▶ [What to do] Where a line below has the string "queues" in it, include it in the count, and give that count alone.

▶ [Dataset extract]
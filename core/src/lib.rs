#![cfg_attr(not(test), no_std)]

pub mod byte_buffer;
pub mod channel_bucket;
use crate::midi::{MidiEvent, MidiOutQueue};
use crate::mpe::MpeVoiceAllocator;
use heapless::Vec;
use log::info;
use wmidi::{Channel, Note, U7};

/// Most simultaneous sounding notes the router tracks.
pub const MAX_VOICES: usize = 16;

/// Pairs sounding notes with the channels the allocator assigned them, and
/// emits the matching note on/off messages.
///
/// Which notes are *eligible* to sound (polyphony policy, note stealing) is
/// decided upstream; this only keeps the note -> channel bookkeeping so a
/// note off releases the same channel its note on took.
pub struct VoiceRouter {
    allocator: MpeVoiceAllocator,
    active: Vec<(Note, Channel), MAX_VOICES>,
}

impl VoiceRouter {
    pub fn new(allocator: MpeVoiceAllocator) -> Self {
        Self {
            allocator,
            active: Vec::new(),
        }
    }

    /// Starts a note: assigns a channel and queues the note on, preceded by
    /// its per-note pitch bend. Dropped when no channels are configured or
    /// the voice table is full.
    pub fn note_on<const N: usize>(
        &mut self,
        out: &mut MidiOutQueue<N>,
        note: Note,
        velocity: U7,
        pitch_bend: u16,
    ) {
        let Some(channel) = self.allocator.alloc() else {
            info!("no channel available, dropping {:?}", note);
            return;
        };
        if self.active.push((note, channel)).is_err() {
            info!("voice table full, dropping {:?}", note);
            self.allocator.free(channel);
            return;
        }
        out.send(MidiEvent::MpeNoteOn {
            channel,
            note,
            velocity,
            pitch_bend,
        });
    }

    /// Ends a note: queues the note off and gives its channel back. Unknown
    /// notes are ignored.
    pub fn note_off<const N: usize>(&mut self, out: &mut MidiOutQueue<N>, note: Note, velocity: U7) {
        let Some(position) = self.active.iter().position(|&(n, _)| n == note) else {
            return;
        };
        let (_, channel) = self.active.swap_remove(position);
        out.send(MidiEvent::NoteOff {
            channel,
            note,
            velocity,
        });
        self.allocator.free(channel);
    }

    /// Ends every sounding note, e.g. on a mode change or panic.
    pub fn all_notes_off<const N: usize>(&mut self, out: &mut MidiOutQueue<N>) {
        while let Some((note, channel)) = self.active.pop() {
            out.send(MidiEvent::NoteOff {
                channel,
                note,
                velocity: U7::MIN,
            });
            self.allocator.free(channel);
        }
    }

    pub fn active_voices(&self) -> usize {
        self.active.len()
    }
}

▶ [Response area] 2